= Crabtree effect =

Biochemical production of ethanol by yeast

The Crabtree effect, named after the English biochemist Herbert Grace Crabtree, describes the phenomenon whereby the yeast, Saccharomyces cerevisiae, produces ethanol (alcohol) in aerobic conditions at high external glucose concentrations rather than producing biomass via the tricarboxylic acid (TCA) cycle, the usual process occurring aerobically in most yeasts e.g. Kluyveromyces spp. This phenomenon is observed in most species of the Saccharomyces, Schizosaccharomyces, Debaryomyces, Brettanomyces, Torulopsis, Nematospora, and Nadsonia genera. Increasing concentrations of glucose accelerates glycolysis (the breakdown of glucose) which results in the production of appreciable amounts of ATP through substrate-level phosphorylation. This reduces the need of oxidative phosphorylation done by the TCA cycle via the electron transport chain and therefore decreases oxygen consumption. The phenomenon is believed to have evolved as a competition mechanism (due to the antiseptic nature of ethanol) around the time when the first fruits on Earth fell from the trees. The Crabtree effect works by repressing respiration by the fermentation pathway, dependent on the substrate.

Ethanol formation in Crabtree-positive yeasts under strictly aerobic conditions was firstly thought to be caused by the inability of these organisms to increase the rate of respiration above a certain value.
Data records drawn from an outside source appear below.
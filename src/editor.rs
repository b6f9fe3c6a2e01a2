//! Editor state: the single owner of everything the canvas mutates.
//!
//! Every input goes through one of the `handle_*` methods, each of which
//! commits its change to the registry before the connectors are rebuilt, so
//! derived state never sees a half-applied update.

use crate::canvas::CanvasFrame;
use crate::config::EditorConfig;
use crate::connectors::{Connector, ConnectorRouter};
use crate::drag::{
    DragController, DragState, ListenerHost, ListenerRegistry, PendingListenerEvents,
};
use crate::error::CanvasError;
use crate::grid::{generate_grid_dots, snap_point};
use crate::hit_test::find_node_at;
use crate::palette::{Category, Palette, Template};
use crate::payload::parse_payload;
use crate::registry::{Node, NodeId, NodeRegistry};
use crate::selection::{Inspector, Selection};
use crate::sync::{ConcreteModelSyncer, ModelSyncer};
use slint::VecModel;
use std::rc::Rc;

/// Radius of the background grid dots.
const GRID_DOT_RADIUS: f32 = 1.5;

/// Everything the canvas editor owns.
pub struct EditorState {
    config: EditorConfig,
    palette: Palette,
    frame: CanvasFrame,
    registry: NodeRegistry,
    selection: Selection,
    inspector: Option<Inspector>,
    drag: DragController,
    router: ConnectorRouter,
    node_syncer: Option<Box<dyn ModelSyncer<Node>>>,
}

impl Default for EditorState {
    fn default() -> Self {
        Self::build(EditorConfig::default(), Rc::new(ListenerRegistry::new()))
    }
}

impl EditorState {
    /// Create an empty editor. Pointer listeners are only counted.
    pub fn new(config: EditorConfig) -> Result<Self, CanvasError> {
        Self::with_listener_host(config, Rc::new(ListenerRegistry::new()))
    }

    /// Create an empty editor that reports listener attach/detach to `host`.
    ///
    /// Listener events are queued; see [`take_listener_events`](Self::take_listener_events).
    pub fn with_listener_host(
        config: EditorConfig,
        host: Rc<dyn ListenerHost>,
    ) -> Result<Self, CanvasError> {
        config.validate()?;
        Ok(Self::build(config, host))
    }

    fn build(config: EditorConfig, host: Rc<dyn ListenerHost>) -> Self {
        let mut state = Self {
            palette: Palette::default(),
            frame: CanvasFrame::from_config(&config),
            registry: NodeRegistry::with_grid_unit(config.grid_unit),
            selection: Selection::new(),
            inspector: None,
            drag: DragController::new(host),
            router: ConnectorRouter::new(config.source_anchor, config.target_anchor),
            node_syncer: None,
            config,
        };
        state.refresh();
        state
    }

    /// Seed the two-node sample chain and select its first node.
    pub fn seed_sample_graph(&mut self) {
        let unit = self.config.grid_unit;
        let samples = [
            (Template::new(Category::Network, "Firewall Rule", "ShieldCheck"), (300.0, 300.0)),
            (Template::new(Category::Network, "VPC Network", "Network"), (650.0, 400.0)),
        ];
        let mut first = None;
        for (template, (x, y)) in samples.iter() {
            let id = self.registry.insert(template, snap_point(*x, *y, unit));
            first.get_or_insert(id);
        }
        if let Some(id) = first {
            self.select(id);
        }
        self.refresh();
    }

    // === Accessors ===

    pub fn config(&self) -> &EditorConfig {
        &self.config
    }

    pub fn palette(&self) -> &Palette {
        &self.palette
    }

    pub fn set_palette(&mut self, palette: Palette) {
        self.palette = palette;
    }

    pub fn frame(&self) -> &CanvasFrame {
        &self.frame
    }

    pub fn registry(&self) -> &NodeRegistry {
        &self.registry
    }

    pub fn nodes(&self) -> &[Node] {
        self.registry.nodes()
    }

    pub fn node(&self, id: NodeId) -> Option<&Node> {
        self.registry.get(id)
    }

    pub fn selected(&self) -> Option<NodeId> {
        self.selection.selected()
    }

    pub fn selected_node(&self) -> Option<&Node> {
        self.selection.selected().and_then(|id| self.registry.get(id))
    }

    pub fn inspector(&self) -> Option<&Inspector> {
        self.inspector.as_ref()
    }

    /// Inspector drafts can be edited; changes stay in the inspector.
    pub fn inspector_mut(&mut self) -> Option<&mut Inspector> {
        self.inspector.as_mut()
    }

    pub fn drag_state(&self) -> DragState {
        self.drag.state()
    }

    pub fn connectors(&self) -> &[Connector] {
        self.router.connectors()
    }

    // === Canvas surface ===

    /// Update the canvas bounding rectangle, in client coordinates.
    pub fn set_canvas_rect(&mut self, x: f32, y: f32, width: f32, height: f32) {
        self.frame.set_rect(x, y, width, height);
    }

    pub fn set_show_grid(&mut self, show: bool) {
        self.config.show_grid = show;
    }

    /// Background grid path commands, or an empty string when hidden.
    pub fn grid_commands(&self) -> String {
        if !self.config.show_grid {
            return String::new();
        }
        let (width, height) = self.frame.size();
        generate_grid_dots(width, height, self.config.grid_unit as f32, GRID_DOT_RADIUS)
    }

    /// Handle a drop of payload text at client coordinates.
    ///
    /// On success the new node is appended and selected. Malformed payloads
    /// are logged and leave the editor untouched.
    pub fn handle_drop(&mut self, client_x: f32, client_y: f32, payload: &str) -> Option<NodeId> {
        match self.try_drop(client_x, client_y, payload) {
            Ok(id) => Some(id),
            Err(err) => {
                tracing::warn!(%err, "drop rejected");
                None
            }
        }
    }

    fn try_drop(&mut self, client_x: f32, client_y: f32, payload: &str) -> Result<NodeId, CanvasError> {
        let template = parse_payload(payload)?;
        let position = self.frame.place(client_x, client_y, self.config.drop_offset);
        let id = self.registry.insert(&template, position);
        tracing::debug!(node = %id, label = %template.label, x = position.x, y = position.y, "node created");
        self.select(id);
        self.refresh();
        Ok(id)
    }

    /// Pointer-down at client coordinates: arms a drag on the topmost node
    /// under the pointer. Empty canvas is ignored.
    pub fn handle_pointer_down(&mut self, client_x: f32, client_y: f32) -> Option<NodeId> {
        let (x, y) = self.frame.to_local(client_x, client_y);
        let id = find_node_at(x, y, self.registry.geometries(self.config.node_size))?;
        self.handle_node_pointer_down(id, client_x, client_y).ok()?;
        Some(id)
    }

    /// Pointer-down on a specific node, for hosts that do their own hit testing.
    pub fn handle_node_pointer_down(
        &mut self,
        id: NodeId,
        client_x: f32,
        client_y: f32,
    ) -> Result<(), CanvasError> {
        let position = self.registry.get(id).ok_or(CanvasError::NodeNotFound(id))?.position();
        let (x, y) = self.frame.to_local(client_x, client_y);
        let grab_offset = (x - position.x as f32, y - position.y as f32);
        self.select(id);
        self.drag.begin(id, grab_offset);
        Ok(())
    }

    /// Pointer-move at client coordinates. Only has an effect during a drag.
    pub fn handle_pointer_move(&mut self, client_x: f32, client_y: f32) {
        if self
            .drag
            .pointer_move(client_x, client_y, &self.frame, &mut self.registry)
            .is_some()
        {
            self.refresh();
        }
    }

    /// Pointer-up: ends any drag session.
    pub fn handle_pointer_up(&mut self) {
        self.drag.end();
    }

    // === Selection ===

    /// Select a node and bind the inspector to it.
    ///
    /// Selecting the node that is already selected keeps the inspector drafts.
    pub fn select(&mut self, id: NodeId) -> bool {
        let Some(node) = self.registry.get(id) else {
            tracing::debug!(node = %id, "ignoring selection of unknown node");
            return false;
        };
        if self.selection.select(id) {
            self.inspector = Some(Inspector::bind(node));
        }
        true
    }

    pub fn clear_selection(&mut self) {
        self.selection.clear();
        self.inspector = None;
    }

    /// Delete the selected node and clear the selection.
    pub fn delete_selected(&mut self) -> Result<Node, CanvasError> {
        let id = self.selection.selected().ok_or(CanvasError::NoSelection)?;
        let node = self.registry.remove(id)?;
        self.selection.node_removed(id);
        self.inspector = None;
        self.drag.node_removed(id);
        tracing::debug!(node = %id, "node deleted");
        self.refresh();
        Ok(node)
    }

    /// Listener attach/detach queued by earlier handlers.
    ///
    /// Deliver them once the editor is no longer borrowed, so the host can
    /// query it from inside [`ListenerHost`] callbacks.
    pub fn take_listener_events(&mut self) -> PendingListenerEvents {
        self.drag.take_pending()
    }

    // === Slint models ===

    /// Keep `model` in sync with the node list, building rows with `constructor`.
    pub fn bind_node_model<P, F>(&mut self, model: Rc<VecModel<P>>, constructor: F)
    where
        P: Clone + 'static,
        F: Fn(&Node) -> P + 'static,
    {
        let syncer = ConcreteModelSyncer { model, constructor };
        ModelSyncer::<Node>::sync(&syncer, self.registry.nodes());
        self.node_syncer = Some(Box::new(syncer));
    }

    /// Keep `model` in sync with the connector list.
    pub fn bind_connector_model<P, F>(&mut self, model: Rc<VecModel<P>>, constructor: F)
    where
        P: Clone + 'static,
        F: Fn(&Connector) -> P + 'static,
    {
        self.router.bind_model(model, constructor);
    }

    /// Rebuild derived state after a committed registry change.
    fn refresh(&mut self) {
        if self.router.update(&self.registry) {
            if let Some(syncer) = &self.node_syncer {
                syncer.sync(self.registry.nodes());
            }
        }
    }
}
This critical value, above which alcoholic fermentation occurs, is dependent on the strain and the culture conditions. More recent evidences demonstrated that the occurrence of alcoholic fermentation might not be primarily due to a limited respiratory capacity, but could be caused by a limit in the cellular Gibbs energy dissipation rate.

For S. cerevisiae in aerobic conditions, glucose concentrations below 150 mg/L did not result in ethanol production. Above this value, ethanol was formed with rates increasing up to a glucose concentration of 1000 mg/L. Thus, above 150 mg/L glucose the organism exhibited a Crabtree effect.

It was the study of tumor cells that led to the discovery of the Crabtree effect. Tumor cells have a similar metabolism, the Warburg effect, in which they favor glycolysis over the oxidative phosphorylation pathway.